Work session, 10/28/09

present: Dale

Dale worked for 30 minutes, starting with some contact improv (only without the contact, naturally, since he was alone), and ending with some Vocal Sequence work on the phrase, “Let Merari praise the wisdom and power of the Lord with the Coney, who scoopeth the rock, and archeth in the sand.”

Then he went home.

Work session, 10/14/09

present: Jeff B., Dale

Dale hotglued the rubber tips onto the staffs. Jeff read over Dale’s scripts from last week.

We then pulled out the printout of Jubilate Agno [pdf] that Dale had brought and began playing with it. Jeff did a brilliant riff on “the box,” starting with text messages and a phone call to/from home about his violent five-year-old: “Put him the box. No, at the bottom of the bed, there’s a box, put him in it,” then moving on to haranguing the audience for being in the box, i.e., the performance space, even as Dale read interpreted Christopher Smart’s fevered, ecstatic ramblings.

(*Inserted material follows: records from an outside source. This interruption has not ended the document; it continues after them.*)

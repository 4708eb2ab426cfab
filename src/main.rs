use std::net::SocketAddr;
use std::sync::Arc;
use tracing_subscriber::{layer::SubscriberExt, util::SubscriberInitExt};

use geoquest::{api, broadcast, config::ServerConfig, llm, rate_limit, state::AppState};

#[tokio::main]
async fn main() {
    // Load .env file if present (before any env var reads)
    if let Err(e) = dotenvy::dotenv() {
        // Not an error if .env doesn't exist, only log if it's a different issue
        if !matches!(e, dotenvy::Error::Io(_)) {
            eprintln!("Warning: Failed to load .env file: {}", e);
        }
    }

    // Initialize tracing
    tracing_subscriber::registry()
        .with(
            tracing_subscriber::EnvFilter::try_from_default_env()
                .unwrap_or_else(|_| "geoquest=debug,tower_http=debug".into()),
        )
        .with(tracing_subscriber::fmt::layer())
        .init();

    tracing::info!("Starting GeoQuest...");

    let config = ServerConfig::from_env();
    let rate_limit_config = Arc::new(rate_limit::RateLimitConfig::from_env());

    // Initialize LLM providers
    let llm_config = llm::LlmConfig::from_env();
    let llm_manager = match llm_config.build_manager() {
        Ok(manager) => {
            tracing::info!("LLM providers initialized successfully");
            Some(manager)
        }
        Err(e) => {
            tracing::warn!(
                "Failed to initialize LLM providers: {}. AI generation will not be available.",
                e
            );
            None
        }
    };

    let state = Arc::new(AppState::with_config(config.game.clone(), llm_manager));

    if let Some(ref path) = config.data_file {
        match state.load_from_file(path).await {
            Ok(true) => tracing::info!("Restored state from {}", path.display()),
            Ok(false) => tracing::info!("No snapshot at {}, starting empty", path.display()),
            Err(e) => {
                tracing::error!("Failed to restore state: {}", e);
                std::process::exit(1);
            }
        }
    }

    // Spawn background task for broadcasting room stats to WebSocket clients
    broadcast::spawn_room_stats_broadcaster(state.clone());
    rate_limit::spawn_cleanup(rate_limit_config.clone());

    let app = api::app(state.clone(), rate_limit_config);

    let addr = SocketAddr::from(([0, 0, 0, 0], config.port));
    tracing::info!("Listening on http://{}", addr);

    let listener = tokio::net::TcpListener::bind(addr).await.unwrap();
    axum::serve(listener, app)
        .with_graceful_shutdown(shutdown_signal())
        .await
        .unwrap();

    if let Some(ref path) = config.data_file {
        if let Err(e) = state.save_to_file(path).await {
            tracing::error!("Failed to save state snapshot: {}", e);
        }
    }
    tracing::info!("GeoQuest stopped");
}

async fn shutdown_signal() {
    if let Err(e) = tokio::signal::ctrl_c().await {
        tracing::error!("Failed to listen for shutdown signal: {}", e);
        std::future::pending::<()>().await;
    }
    tracing::info!("Shutdown signal received");
}
use super::AppState;
use crate::error::{GameError, GameResult};
use crate::types::*;

fn normalize_email(email: &str) -> String {
    email.trim().to_lowercase()
}

impl AppState {
    /// Create a user account (email must be unique)
    pub async fn create_user(
        &self,
        username: &str,
        email: &str,
        role: UserRole,
    ) -> GameResult<User> {
        let username = username.trim();
        let email = normalize_email(email);

        if username.is_empty() {
            return Err(GameError::InvalidInput("Username is required".to_string()));
        }
        if !email.contains('@') {
            return Err(GameError::InvalidInput("Invalid email address".to_string()));
        }

        let mut users = self.users.write().await;
        if users.values().any(|u| u.email == email) {
            return Err(GameError::EmailTaken);
        }

        let user = User {
            id: ulid::Ulid::new().to_string(),
            username: username.to_string(),
            email,
            role,
            created_at: chrono::Utc::now().to_rfc3339(),
            total_points: 0,
            games_played: 0,
        };
        users.insert(user.id.clone(), user.clone());

        tracing::info!("Created {:?} user {} ({})", role, user.username, user.id);
        Ok(user)
    }

    pub async fn get_user(&self, id: &str) -> Option<User> {
        self.users.read().await.get(id).cloned()
    }

    pub async fn get_user_by_email(&self, email: &str) -> Option<User> {
        let email = normalize_email(email);
        self.users
            .read()
            .await
            .values()
            .find(|u| u.email == email)
            .cloned()
    }

    /// Credit a finished game to a user
    pub async fn update_user_stats(&self, id: &str, add_points: u32) -> GameResult<User> {
        let mut users = self.users.write().await;
        let user = users.get_mut(id).ok_or(GameError::UserNotFound)?;

        user.total_points += add_points;
        user.games_played += 1;

        tracing::info!(
            "Updated stats for {}: {} points over {} games",
            user.username,
            user.total_points,
            user.games_played
        );
        Ok(user.clone())
    }

    /// Users by total points, best first
    pub async fn get_leaderboard(&self, limit: usize) -> Vec<LeaderboardEntry> {
        let users = self.users.read().await;

        let mut entries: Vec<LeaderboardEntry> = users
            .values()
            .map(|u| LeaderboardEntry {
                user_id: u.id.clone(),
                username: u.username.clone(),
                total_points: u.total_points,
                games_played: u.games_played,
                average_score: if u.games_played > 0 {
                    f64::from(u.total_points) / f64::from(u.games_played)
                } else {
                    0.0
                },
            })
            .collect();

        entries.sort_by(|a, b| {
            b.total_points
                .cmp(&a.total_points)
                .then_with(|| a.username.cmp(&b.username))
        });
        entries.truncate(limit);
        entries
    }
}
use axum::{
    extract::{Path, State},
    Json,
};
use serde::Deserialize;
use std::sync::Arc;

use crate::auth::{AdminUser, AuthUser};
use crate::error::{GameError, GameResult};
use crate::state::{AppState, CheckpointInput, RouteInput};
use crate::types::{Checkpoint, Route, User, UserRole};

/// Players see challenges without their answers
pub(crate) fn route_view(mut route: Route, viewer: &User) -> Route {
    if viewer.role != UserRole::Admin {
        for checkpoint in &mut route.checkpoints {
            checkpoint.challenge = checkpoint.challenge.redacted();
        }
    }
    route
}

/// GET /api/routes
pub async fn list_routes(
    State(state): State<Arc<AppState>>,
    AuthUser(user): AuthUser,
) -> Json<Vec<Route>> {
    let routes = state
        .get_all_routes()
        .await
        .into_iter()
        .map(|r| route_view(r, &user))
        .collect();
    Json(routes)
}

/// GET /api/routes/mine
pub async fn my_routes(
    State(state): State<Arc<AppState>>,
    AdminUser(admin): AdminUser,
) -> Json<Vec<Route>> {
    Json(state.get_routes_by_user(&admin.id).await)
}

/// GET /api/routes/{id}
///
/// Inactive routes are only visible to admins.
pub async fn get_route(
    State(state): State<Arc<AppState>>,
    AuthUser(user): AuthUser,
    Path(id): Path<String>,
) -> GameResult<Json<Route>> {
    let route = state.get_route(&id).await?;
    if !route.is_active && user.role != UserRole::Admin {
        return Err(GameError::RouteNotFound);
    }
    Ok(Json(route_view(route, &user)))
}

/// POST /api/routes
pub async fn create_route(
    State(state): State<Arc<AppState>>,
    AdminUser(admin): AdminUser,
    Json(input): Json<RouteInput>,
) -> GameResult<Json<Route>> {
    Ok(Json(state.create_route(input, &admin.id).await?))
}

/// POST /api/routes/{id}/checkpoints
pub async fn create_checkpoint(
    State(state): State<Arc<AppState>>,
    AdminUser(_admin): AdminUser,
    Path(id): Path<String>,
    Json(input): Json<CheckpointInput>,
) -> GameResult<Json<Checkpoint>> {
    Ok(Json(state.create_checkpoint(&id, input).await?))
}

#[derive(Debug, Deserialize)]
pub struct SetActiveRequest {
    pub is_active: bool,
}

/// POST /api/routes/{id}/active
pub async fn set_active(
    State(state): State<Arc<AppState>>,
    AdminUser(_admin): AdminUser,
    Path(id): Path<String>,
    Json(req): Json<SetActiveRequest>,
) -> GameResult<Json<Route>> {
    Ok(Json(state.set_route_active(&id, req.is_active).await?))
}
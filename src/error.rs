//! Domain errors and their HTTP mapping

use axum::{
    http::StatusCode,
    response::{IntoResponse, Response},
    Json,
};
use serde_json::json;

use crate::llm::LlmError;
use crate::types::RoomStatus;

pub type GameResult<T> = Result<T, GameError>;

#[derive(Debug, thiserror::Error)]
pub enum GameError {
    #[error("{0}")]
    InvalidInput(String),

    #[error("User with this email already exists")]
    EmailTaken,

    #[error("User not found")]
    UserNotFound,

    #[error("Route not found")]
    RouteNotFound,

    #[error("Route is not active")]
    RouteInactive,

    #[error("Checkpoint not found")]
    CheckpointNotFound,

    #[error("Checkpoint does not belong to this room's route")]
    CheckpointNotInRoute,

    #[error("Room not found")]
    RoomNotFound,

    #[error("Failed to generate unique room code")]
    RoomCodeExhausted,

    #[error("This room is not accepting new players")]
    RoomNotJoinable,

    #[error("This room is full")]
    RoomFull,

    #[error("Player is not in this room")]
    NotInRoom,

    #[error("Room is {0:?}, expected {1:?}")]
    WrongRoomStatus(RoomStatus, RoomStatus),

    #[error("Invalid room transition from {0:?} to {1:?}")]
    InvalidTransition(RoomStatus, RoomStatus),

    #[error("Room has no players")]
    NoPlayers,

    #[error("Checkpoint already completed")]
    AlreadyCompleted,

    #[error("Checkpoint already attempted")]
    AlreadySubmitted,

    #[error("You need to get closer to this checkpoint ({distance_m:.0} m away, must be within {radius_m:.0} m)")]
    TooFar { distance_m: f64, radius_m: f64 },

    #[error("No position reported yet for this room")]
    PositionUnknown,

    #[error("Authentication required")]
    Unauthenticated,

    #[error("Admin access required")]
    Forbidden,

    #[error("AI generation is not configured")]
    AiUnavailable,

    #[error("AI generation failed: {0}")]
    Ai(#[from] LlmError),

    #[error("State snapshot error: {0}")]
    Snapshot(String),
}

impl GameError {
    /// Stable machine-readable code for clients
    pub fn code(&self) -> &'static str {
        match self {
            GameError::InvalidInput(_) => "INVALID_INPUT",
            GameError::EmailTaken => "EMAIL_TAKEN",
            GameError::UserNotFound => "USER_NOT_FOUND",
            GameError::RouteNotFound => "ROUTE_NOT_FOUND",
            GameError::RouteInactive => "ROUTE_INACTIVE",
            GameError::CheckpointNotFound => "CHECKPOINT_NOT_FOUND",
            GameError::CheckpointNotInRoute => "CHECKPOINT_NOT_IN_ROUTE",
            GameError::RoomNotFound => "ROOM_NOT_FOUND",
            GameError::RoomCodeExhausted => "ROOM_CODE_EXHAUSTED",
            GameError::RoomNotJoinable => "ROOM_NOT_JOINABLE",
            GameError::RoomFull => "ROOM_FULL",
            GameError::NotInRoom => "NOT_IN_ROOM",
            GameError::WrongRoomStatus(..) => "WRONG_ROOM_STATUS",
            GameError::InvalidTransition(..) => "INVALID_TRANSITION",
            GameError::NoPlayers => "NO_PLAYERS",
            GameError::AlreadyCompleted => "ALREADY_COMPLETED",
            GameError::AlreadySubmitted => "ALREADY_SUBMITTED",
            GameError::TooFar { .. } => "TOO_FAR",
            GameError::PositionUnknown => "POSITION_UNKNOWN",
            GameError::Unauthenticated => "UNAUTHENTICATED",
            GameError::Forbidden => "FORBIDDEN",
            GameError::AiUnavailable => "AI_UNAVAILABLE",
            GameError::Ai(_) => "AI_FAILED",
            GameError::Snapshot(_) => "SNAPSHOT_INVALID",
        }
    }

    pub fn status(&self) -> StatusCode {
        match self {
            GameError::InvalidInput(_) | GameError::Snapshot(_) => StatusCode::BAD_REQUEST,
            GameError::Unauthenticated => StatusCode::UNAUTHORIZED,
            GameError::Forbidden | GameError::NotInRoom => StatusCode::FORBIDDEN,
            GameError::UserNotFound
            | GameError::RouteNotFound
            | GameError::CheckpointNotFound
            | GameError::RoomNotFound => StatusCode::NOT_FOUND,
            GameError::AiUnavailable | GameError::RoomCodeExhausted => {
                StatusCode::SERVICE_UNAVAILABLE
            }
            GameError::Ai(_) => StatusCode::BAD_GATEWAY,
            GameError::EmailTaken
            | GameError::RouteInactive
            | GameError::CheckpointNotInRoute
            | GameError::RoomNotJoinable
            | GameError::RoomFull
            | GameError::WrongRoomStatus(..)
            | GameError::InvalidTransition(..)
            | GameError::NoPlayers
            | GameError::AlreadyCompleted
            | GameError::AlreadySubmitted
            | GameError::TooFar { .. }
            | GameError::PositionUnknown => StatusCode::CONFLICT,
        }
    }
}

impl IntoResponse for GameError {
    fn into_response(self) -> Response {
        let status = self.status();
        if status.is_server_error() {
            tracing::error!(code = self.code(), "{}", self);
        } else {
            tracing::debug!(code = self.code(), "{}", self);
        }

        (status, Json(json!({ "code": self.code(), "msg": self.to_string() }))).into_response()
    }
}

#[cfg(test)]
mod tests {
    use super::*;

    #[test]
    fn test_status_mapping() {
        assert_eq!(GameError::RoomNotFound.status(), StatusCode::NOT_FOUND);
        assert_eq!(GameError::RoomFull.status(), StatusCode::CONFLICT);
        assert_eq!(GameError::AlreadySubmitted.status(), StatusCode::CONFLICT);
        assert_eq!(GameError::AlreadySubmitted.code(), "ALREADY_SUBMITTED");
        assert_eq!(GameError::Unauthenticated.status(), StatusCode::UNAUTHORIZED);
        assert_eq!(GameError::Forbidden.status(), StatusCode::FORBIDDEN);
        assert_eq!(
            GameError::InvalidInput("bad".to_string()).status(),
            StatusCode::BAD_REQUEST
        );
        assert_eq!(
            GameError::AiUnavailable.status(),
            StatusCode::SERVICE_UNAVAILABLE
        );
    }

    #[test]
    fn test_messages_match_client_copy() {
        assert_eq!(
            GameError::EmailTaken.to_string(),
            "User with this email already exists"
        );
        assert_eq!(
            GameError::RoomNotJoinable.to_string(),
            "This room is not accepting new players"
        );
        let too_far = GameError::TooFar {
            distance_m: 412.4,
            radius_m: 100.0,
        };
        assert!(too_far.to_string().contains("412 m away"));
    }
}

Jeff then snagged a couple of pages, and we read independently. The antiphonal effect was often interesting, with phrases and ideas matching and chiming. If only we had had someone there watching and recording the good bits.

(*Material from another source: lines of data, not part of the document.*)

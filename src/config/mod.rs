pub mod generate;
pub mod parse;
pub mod types;

use regex::Regex;
use std::path::{Path, PathBuf};
use std::sync::OnceLock;

pub use parse::{apply_env_overrides, load_config, parse_runtime, ConfigError};
pub use types::{Config, DatabaseConfig, LrwConfig, PipelineConfig, SourceConfig};

fn env_var_pattern() -> &'static Regex {
    static PATTERN: OnceLock<Regex> = OnceLock::new();
    // Matches $env{VAR_NAME} where VAR_NAME starts with a letter or underscore
    PATTERN.get_or_init(|| {
        Regex::new(r"\$env\{([A-Za-z_][A-Za-z0-9_]*)\}").expect("env var pattern is valid")
    })
}

/// Expands environment variables in a string.
/// Supports $env{VAR_NAME} syntax.
/// If an environment variable is not set, it's left unchanged.
pub fn expand_env_vars(text: &str) -> String {
    env_var_pattern()
        .replace_all(text, |caps: &regex::Captures| {
            let var_name = &caps[1];
            std::env::var(var_name).unwrap_or_else(|_| caps[0].to_string())
        })
        .to_string()
}

/// Names of `$env{...}` references still present in `text`, sorted and deduplicated
pub(crate) fn unexpanded_env_vars(text: &str) -> Vec<String> {
    let mut names: Vec<String> = env_var_pattern()
        .captures_iter(text)
        .map(|caps| caps[1].to_string())
        .collect();
    names.sort();
    names.dedup();
    names
}

/// Expands tilde (~) in paths to the user's home directory.
pub fn expand_tilde(path: &Path) -> PathBuf {
    let path_str = path.to_string_lossy();

    if let Some(rest) = path_str.strip_prefix("~/") {
        if let Some(home_dir) = dirs::home_dir() {
            return home_dir.join(rest);
        }
    } else if path_str == "~" {
        if let Some(home_dir) = dirs::home_dir() {
            return home_dir;
        }
    }

    path.to_path_buf()
}

/// Resolves the config file path based on explicit argument or default locations.
/// Returns the first existing path from:
/// 1. Explicit path (if provided, with tilde expansion)
/// 2. ~/.config/caliper-relay/config.yml
/// 3. /etc/caliper-relay/config.yml
///
/// `None` means no file: defaults plus environment only.
pub fn resolve_config_path(explicit: Option<&Path>) -> Option<PathBuf> {
    if let Some(path) = explicit {
        return Some(expand_tilde(path));
    }

    if let Some(home_dir) = dirs::home_dir() {
        let user_config = home_dir.join(".config/caliper-relay/config.yml");
        if user_config.exists() {
            return Some(user_config);
        }
    }

    let system_config = PathBuf::from("/etc/caliper-relay/config.yml");
    if system_config.exists() {
        return Some(system_config);
    }

    None
}
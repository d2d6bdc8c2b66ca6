pub mod caliper;
pub mod translate;

pub use caliper::{Action, CaliperEvent, EventKind, SensorEnvelope};
pub use translate::{translate, ResourceIdentity, TranslationRule, TranslationTable, Translator};
pub mod duckdb;
pub mod traits;
pub mod watermark;

pub use traits::{EventSource, JobWatermark, RawEvent, StorageError, WatermarkStore};
pub use watermark::WatermarkTracker;
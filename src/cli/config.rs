use crate::config::generate::generate_starter_config;
use crate::config::load_config;
use crate::delivery::Destination;
use std::fs;
use std::path::PathBuf;

pub fn init(stdout: bool) -> Result<(), Box<dyn std::error::Error>> {
    let config_content = generate_starter_config();

    if stdout {
        print!("{}", config_content);
        return Ok(());
    }

    let config_path = dirs::home_dir()
        .map(|home| home.join(".config/caliper-relay/config.yml"))
        .unwrap_or_else(|| PathBuf::from("/etc/caliper-relay/config.yml"));

    if config_path.exists() {
        return Err(format!(
            "config file already exists at {} (remove it first or use --stdout)",
            config_path.display()
        )
        .into());
    }

    if let Some(parent) = config_path.parent() {
        fs::create_dir_all(parent)?;
    }
    fs::write(&config_path, config_content)?;

    println!("Config file written to {}", config_path.display());
    Ok(())
}

/// Load the effective configuration (file + environment) and resolve the destination
pub fn validate(config_path: Option<PathBuf>) -> Result<(), Box<dyn std::error::Error>> {
    match &config_path {
        Some(path) => println!("Validating config file: {}", path.display()),
        None => println!("Validating defaults and environment (no config file found)"),
    }

    let config = load_config(config_path.as_deref())?;
    let destination = Destination::from_config(&config.lrw)?;

    println!("✓ Config is valid");
    println!("  database:    {}", config.database.path.display());
    println!("  job:         {}", config.pipeline.job_name);
    println!("  batch size:  {}", config.pipeline.batch_size);
    println!("  destination: {} ({})", destination.kind, destination.redacted_endpoint());
    Ok(())
}
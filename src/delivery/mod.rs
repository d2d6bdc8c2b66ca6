pub mod destination;
pub mod sender;

pub use destination::{Destination, DestinationKind};
pub use sender::{CaliperSender, DeliveryError, DeliveryOutcome};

Then we sat and talked about the Lichtenbergian retreat for next weekend and how excited we were.

Plans for any performance were not discussed.

NEXT: OCT 21, 6:30, NSOD

  • TEXTS: “The Bear”; Neo-Futurist scripts; Jubilate Agno
  • PATHS: Vocal Sequence; other
  • HOMEWORK: write a Neo-Futurist piece; look over Jubilate Agno

Why my waxing and waning: same old manifesto

Two supply priests exhibited the elements that interest me. One possessed a deeply resonant voice which he employed in a wonderfully archaic homiletic style. He was in his seventies so maybe not so archaic for him. You could imagine a Nineteenth-Century American declamatory style of oration (and acting) at it’s best. But most effective was the way he linked his manner with his rhetoric. Use of ellipsis. Use of non sequitur. Use of wit. Effortlessly conjuring a theatre of mind and heart. The other was an African American man in his sixties. His style was not really what I associate with classic Black Gospel/Pentacostal style. More of what I would characterize as a classic, large African American “thespian” or histrionic (in the best sense of the word) approach. He stood in front of the altar, unanchored to ambo. His voice occupied a plaintive register, as if his voice was the sole representative of the human condition in its pain and longing for transcendence. Somewhat improvisational, but not built on repetitions as much as on waves of intensity. He very much evoked for me Grotowski’s notion of the actor as sacrificial agent with his address to us as also an impersonation of our collective sense of soul.

Yes, the rhetorical moves can be composed, documented, recreated. I’m more intrigued by what we might separate out as essential but unscriptable: aspects of voice and physical engagement, non-verbal energies of impersonation.

I have great admiration for Neo-Futurism (our current focus and project)as anattempt to precipitate the most compelling and effective aspects of what I would call a Theatre of Wit. It’s a conceptual compositional challenge. I can pretend to be clever if I set the scene properly, but my interests really lie elsewhere. Cleverness and wit of conception are not capacities I can use consistently to “make theatre.” It’s a put on, for me, a struggle to keep up, a frustrating deficit. So I wax and wane. Theatre guy but not a “theatre guy.” It’s not a paradox I enjoy, I assure you!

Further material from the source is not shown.